_What the task requires:_
When you reach the line in the listing below that contains "pub fn remove_all<I>(&mut", begin returning lines exactly as written, and stop after the line that contains "#[derive(Parser)]". Return no other lines.
↓
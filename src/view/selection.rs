use std::collections::BTreeSet;
use crate::record::RecordId;

/// Ids picked for bulk actions.
#[derive(Debug,Clone,Default,PartialEq,Eq)]
pub struct Selection(BTreeSet<RecordId>);

impl Selection
{
	pub fn contains(&self, id:RecordId) -> bool {self.0.contains(&id)}
	pub fn len(&self) -> usize {self.0.len()}
	pub fn is_empty(&self) -> bool {self.0.is_empty()}
	pub fn ids(&self) -> Vec<RecordId> {self.0.iter().copied().collect()}

	/// returns whether `id` is selected afterwards
	pub fn toggle(&mut self, id:RecordId) -> bool
	{
		if self.0.remove(&id) {false}
		else {self.0.insert(id)}
	}

	/// Deselects `visible` if all of it is selected already, selects all of it otherwise.
	///
	/// Ids not in `visible` are left alone. An empty `visible` changes nothing.
	pub fn toggle_all(&mut self, visible:&[RecordId])
	{
		if visible.iter().all(|id|self.0.contains(id)) {
			for id in visible {self.0.remove(id);}
		} else {
			self.0.extend(visible.iter().copied());
		}
	}

	pub fn remove_all<I>(&mut self, ids:I) where I:IntoIterator<Item=RecordId>
	{
		for id in ids {self.0.remove(&id);}
	}

	pub fn clear(&mut self) {self.0.clear()}
}

impl FromIterator<RecordId> for Selection
{
	fn from_iter<T: IntoIterator<Item=RecordId>>(iter: T) -> Self {
		Selection(iter.into_iter().collect())
	}
}
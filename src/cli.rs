use std::path::PathBuf;
use clap::{Args, Parser, Subcommand, ValueEnum};
use clap::builder::PossibleValue;
use clap::ValueHint::{FilePath, Url};
use recordesk::{RecordDraft, RecordId};
use tracing::Level;
use tracing_subscriber::filter::LevelFilter;
use tracing_subscriber::EnvFilter;

#[derive(Clone)]
pub(super) struct LogLevel(Level);

impl ValueEnum for LogLevel
{
	fn value_variants<'a>() -> &'a [Self]
	{
		&[
			LogLevel(Level::TRACE),
			LogLevel(Level::DEBUG),
			LogLevel(Level::INFO),
			LogLevel(Level::WARN),
			LogLevel(Level::ERROR)
		]
	}

	fn to_possible_value(&self) -> Option<PossibleValue> {
		let alias= self.0.to_string().to_lowercase();
		Some(PossibleValue::new(self.0.as_str()).alias(alias))
	}
}

#[derive(Parser)]
#[command(author, version, about, long_about = None)]
pub(super) struct Cli {
	#[command(subcommand)]
	pub(super) command: Commands,
	/// config file
	#[arg(long, value_hint = FilePath)]
	pub(super) config: Option<PathBuf>,
	/// base url of the record store (overrides the config)
	#[arg(long, value_hint = Url)]
	pub(super) server: Option<String>,
	/// logging level (RUST_LOG takes precedence)
	#[arg(long, default_value = Level::WARN.as_str())]
	pub(super) log_level:LogLevel
}

/// the editable fields, as typed on the command line
#[derive(Args,Debug,Default)]
pub(super) struct FieldArgs {
	#[arg(long)]
	pub(super) name:Option<String>,
	/// date of birth as YYYY-MM-DD
	#[arg(long)]
	pub(super) birthday:Option<String>,
	#[arg(long)]
	pub(super) address:Option<String>,
	#[arg(long)]
	pub(super) age:Option<String>,
	/// male, female or anything else for unspecified
	#[arg(long)]
	pub(super) gender:Option<String>,
	#[arg(long)]
	pub(super) contact:Option<String>,
}

impl FieldArgs
{
	/// overwrites the draft's fields with those that were given
	pub(super) fn apply_to(self, draft:&mut RecordDraft)
	{
		if let Some(v) = self.name {draft.name = v;}
		if let Some(v) = self.birthday {draft.birthday = v;}
		if let Some(v) = self.address {draft.address = v;}
		if let Some(v) = self.age {draft.age = v;}
		if let Some(v) = self.gender {draft.gender = v;}
		if let Some(v) = self.contact {draft.contact_number = v;}
	}
}

#[derive(Subcommand)]
pub(crate) enum Commands {
	/// writing the default config out into the given file
	WriteConfig {
		file:PathBuf
	},
	/// run the reference record store
	Serve {
		/// ip and port to listen on (defaults to the config)
		address: Option<String>,
		/// json file with a list of records to start with
		#[arg(long, value_hint = FilePath)]
		seed: Option<PathBuf>,
	},
	/// show one page of records
	List {
		/// only records whose name contains this (ignoring case)
		#[arg(long, default_value = "")]
		search: String,
		/// field to sort by
		#[arg(long)]
		sort: Option<String>,
		/// sort descending
		#[arg(long, default_value_t = false)]
		desc: bool,
		#[arg(long, default_value_t = 1)]
		page: usize,
	},
	/// add a new record
	Add {
		#[command(flatten)]
		fields: FieldArgs,
	},
	/// change fields of an existing record
	Edit {
		id: RecordId,
		#[command(flatten)]
		fields: FieldArgs,
	},
	/// delete records (failed deletes are retried once)
	Delete {
		#[arg(required = true)]
		ids: Vec<RecordId>,
	},
	/// write all records into a spreadsheet (csv)
	Export {
		#[arg(value_hint = FilePath)]
		file: PathBuf,
	},
}


pub(super) fn parse() -> Cli
{
	let ret=Cli::parse();

	let filter = EnvFilter::builder()
		.with_default_directive(LevelFilter::from_level(ret.log_level.0).into())
		.from_env_lossy();
	tracing_subscriber::fmt().with_env_filter(filter).init();

	ret
}
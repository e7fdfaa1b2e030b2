use std::io::Write;
use std::path::Path;
use crate::record::{Record, RecordField};
use crate::tools::{Context, Result};

pub const EXPORT_FILENAME:&str = "records.csv";
pub const EXPORT_MIME:&str = "text/csv";

/// Cells starting like a formula get a leading `'`, so spreadsheet programs show them as text.
fn defuse(cell:String) -> String
{
	match cell.chars().next() {
		Some('=' | '+' | '-' | '@' | '\t' | '\r') => format!("'{cell}"),
		_ => cell
	}
}

/// Writes `records` as a spreadsheet, one row per record, columns in [RecordField::ALL] order.
///
/// Returns the number of rows written (without the header).
pub fn write_csv<W>(records:&[Record], writer:W) -> Result<usize> where W:Write
{
	let mut csv = csv::Writer::from_writer(writer);
	csv.write_record(RecordField::ALL.iter().map(RecordField::wire_name))?;
	for record in records {
		csv.write_record(record.cells().into_iter().map(defuse))
			.context(format!("writing record {}",record.id))?;
	}
	csv.flush()?;
	Ok(records.len())
}

pub fn to_csv_bytes(records:&[Record]) -> Result<Vec<u8>>
{
	let mut buffer = Vec::new();
	write_csv(records,&mut buffer)?;
	Ok(buffer)
}

pub fn export_to_path<P>(records:&[Record], path:P) -> Result<usize> where P:AsRef<Path>
{
	let path = path.as_ref();
	let ctx = format!("exporting {} records to {}",records.len(),path.to_string_lossy());
	let file = std::fs::File::create(path).context(ctx.as_str())?;
	let written = write_csv(records,std::io::BufWriter::new(file)).context(ctx)?;
	tracing::info!("exported {written} records to {}",path.to_string_lossy());
	Ok(written)
}
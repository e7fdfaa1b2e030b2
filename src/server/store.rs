use std::collections::BTreeMap;
use std::sync::Arc;
use chrono::Utc;
use tokio::sync::RwLock;
use crate::client::RecordStore;
use crate::record::{Record, RecordFields, RecordId};
use crate::tools::{Error, Result};
use crate::view;

#[derive(Default)]
struct Table
{
	last_id:RecordId,
	rows:BTreeMap<RecordId,Record>,
}

/// In-memory records table behind the reference server.
///
/// Ids are handed out from a counter that never goes back, so a deleted id is never reused.
#[derive(Clone,Default)]
pub struct MemoryStore
{
	table:Arc<RwLock<Table>>,
}

impl MemoryStore
{
	pub fn new() -> MemoryStore {MemoryStore::default()}

	/// starts with the given records, new ids continue after the highest one
	pub fn with_records<I>(records:I) -> MemoryStore where I:IntoIterator<Item=Record>
	{
		let rows:BTreeMap<_,_> = records.into_iter().map(|r|(r.id,r)).collect();
		let last_id = rows.keys().next_back().copied().unwrap_or(0);
		MemoryStore{table:Arc::new(RwLock::new(Table{last_id,rows}))}
	}

	pub async fn insert(&self, fields:RecordFields) -> Record
	{
		let mut table = self.table.write().await;
		table.last_id += 1;
		let record = Record::new(table.last_id,fields,Utc::now().date_naive());
		table.rows.insert(record.id,record.clone());
		tracing::debug!("created record {}",record.id);
		record
	}

	/// all records in ascending id order
	pub async fn all(&self) -> Vec<Record>
	{
		self.table.read().await.rows.values().cloned().collect()
	}

	/// records whose name contains `search` (ignoring case), newest first
	pub async fn search(&self, search:&str) -> Vec<Record>
	{
		let table = self.table.read().await;
		let rows:Vec<_> = table.rows.values().rev().cloned().collect();
		view::filter(&rows,search).into_iter().cloned().collect()
	}

	pub async fn get(&self, id:RecordId) -> Option<Record>
	{
		self.table.read().await.rows.get(&id).cloned()
	}

	/// replaces the editable fields, id and creation date stay untouched
	pub async fn replace(&self, id:RecordId, fields:RecordFields) -> Result<Record>
	{
		let mut table = self.table.write().await;
		let row = table.rows.get_mut(&id).ok_or(Error::NotFound {id})?;
		*row = row.replaced(fields);
		tracing::debug!("updated record {id}");
		Ok(row.clone())
	}

	pub async fn remove(&self, id:RecordId) -> Result<Record>
	{
		let removed = self.table.write().await.rows.remove(&id).ok_or(Error::NotFound {id})?;
		tracing::debug!("deleted record {id}");
		Ok(removed)
	}

	pub async fn len(&self) -> usize
	{
		self.table.read().await.rows.len()
	}

	pub async fn is_empty(&self) -> bool
	{
		self.len().await == 0
	}
}

/// Lets a [Dashboard](crate::view::Dashboard) run directly on the table, without http in between.
impl RecordStore for MemoryStore
{
	async fn list(&self) -> Result<Vec<Record>> {Ok(self.all().await)}

	async fn create(&self, fields:&RecordFields) -> Result<Record>
	{
		Ok(self.insert(fields.clone()).await)
	}

	async fn update(&self, id:RecordId, fields:&RecordFields) -> Result<Record>
	{
		self.replace(id,fields.clone()).await
	}

	async fn delete(&self, id:RecordId) -> Result<()>
	{
		self.remove(id).await.map(|_|())
	}
}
↑
_Answer to this problem:_
	pub fn remove_all<I>(&mut self, ids:I) where I:IntoIterator<Item=RecordId>
	{
		for id in ids {self.0.remove(&id);}
	}

	pub fn clear(&mut self) {self.0.clear()}
}

impl FromIterator<RecordId> for Selection
{
	fn from_iter<T: IntoIterator<Item=RecordId>>(iter: T) -> Self {
		Selection(iter.into_iter().collect())
	}
}
filename src/cli.rs
use std::path::PathBuf;
use clap::{Args, Parser, Subcommand, ValueEnum};
use clap::builder::PossibleValue;
use clap::ValueHint::{FilePath, Url};
use recordesk::{RecordDraft, RecordId};
use tracing::Level;
use tracing_subscriber::filter::LevelFilter;
use tracing_subscriber::EnvFilter;

#[derive(Clone)]
pub(super) struct LogLevel(Level);

impl ValueEnum for LogLevel
{
	fn value_variants<'a>() -> &'a [Self]
	{
		&[
			LogLevel(Level::TRACE),
			LogLevel(Level::DEBUG),
			LogLevel(Level::INFO),
			LogLevel(Level::WARN),
			LogLevel(Level::ERROR)
		]
	}

	fn to_possible_value(&self) -> Option<PossibleValue> {
		let alias= self.0.to_string().to_lowercase();
		Some(PossibleValue::new(self.0.as_str()).alias(alias))
	}
}

#[derive(Parser)]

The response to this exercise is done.